__WHAT IS NEEDED__:
Output only the lines of the entries that follow, starting at the one with "fn partial_cmp(&self, other: &Self)" and running down to the one with "impl Serialize for", both included and unchanged.

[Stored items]

————————

//! Document identifiers.

use std::cmp::Ordering;
use std::fmt;
use std::hash::{Hash, Hasher};

use serde::{Serialize, Serializer};
use serde_json::Value;

use crate::errors::CriteriaError;

/// Identifier of a single document in the search index.
///
/// ORM callers hand ids over as JSON scalars. Strings are used verbatim,
/// numbers and booleans by their JSON text, so `42` and `"42"` address the
/// same document and compare equal. The scalar the caller wrote is kept so
/// it can be echoed back unchanged.
#[derive(Debug, Clone)]
pub struct DocumentId {
    key: String,
    value: Value,
}

impl DocumentId {
    /// Create an id from anything string-like.
    pub fn new(id: impl Into<String>) -> Self {
        let key = id.into();
        Self {
            value: Value::String(key.clone()),
            key,
        }
    }

    /// Read an id from a JSON scalar.
    ///
    /// Falsy scalars (`null`, `""`, `0`, `false`) yield `Ok(None)`: they do
    /// not address a document. Arrays and objects are rejected.
    pub fn from_value(value: &Value) -> Result<Option<Self>, CriteriaError> {
        let key = match value {
            Value::Null | Value::Bool(false) => return Ok(None),
            Value::String(s) if s.is_empty() => return Ok(None),
            Value::Number(n) if n.as_f64() == Some(0.0) => return Ok(None),
            Value::Array(_) | Value::Object(_) => return Err(CriteriaError::unsupported_id(value)),
            Value::Bool(true) => "true".to_string(),
            Value::String(s) => s.clone(),
            Value::Number(n) => n.to_string(),
        };

        Ok(Some(Self {
            key,
            value: value.clone(),
        }))
    }

    /// The id as sent to the backend.
    pub fn as_str(&self) -> &str {
        &self.key
    }

    /// The id as the caller wrote it.
    pub fn to_value(&self) -> Value {
        self.value.clone()
    }
}

impl PartialEq for DocumentId {
    fn eq(&self, other: &Self) -> bool {
        self.key == other.key
    }
}

impl Eq for DocumentId {}

impl Hash for DocumentId {
    fn hash<H: Hasher>(&self, state: &mut H) {
        self.key.hash(state);
    }
}

impl PartialOrd for DocumentId {
    fn partial_cmp(&self, other: &Self) -> Option<Ordering> {
        Some(self.cmp(other))
    }
}

impl Ord for DocumentId {
    fn cmp(&self, other: &Self) -> Ordering {
        self.key.cmp(&other.key)
    }
}

impl Serialize for DocumentId {
    fn serialize<S: Serializer>(&self, serializer: S) -> Result<S::Ok, S::Error> {
        self.value.serialize(serializer)
    }
}

impl fmt::Display for DocumentId {
    fn fmt(&self, f: &mut fmt::Formatter<'_>) -> fmt::Result {
        f.write_str(&self.key)
    }
}

impl From<&str> for DocumentId {
    fn from(id: &str) -> Self {
        Self::new(id)
    }
}

impl From<String> for DocumentId {
    fn from(id: String) -> Self {
        Self::new(id)
    }
}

————————

__THE COMPLETED TASK__:
    fn partial_cmp(&self, other: &Self) -> Option<Ordering> {
        Some(self.cmp(other))
    }
}

impl Ord for DocumentId {
    fn cmp(&self, other: &Self) -> Ordering {
        self.key.cmp(&other.key)
    }
}

impl Serialize for DocumentId {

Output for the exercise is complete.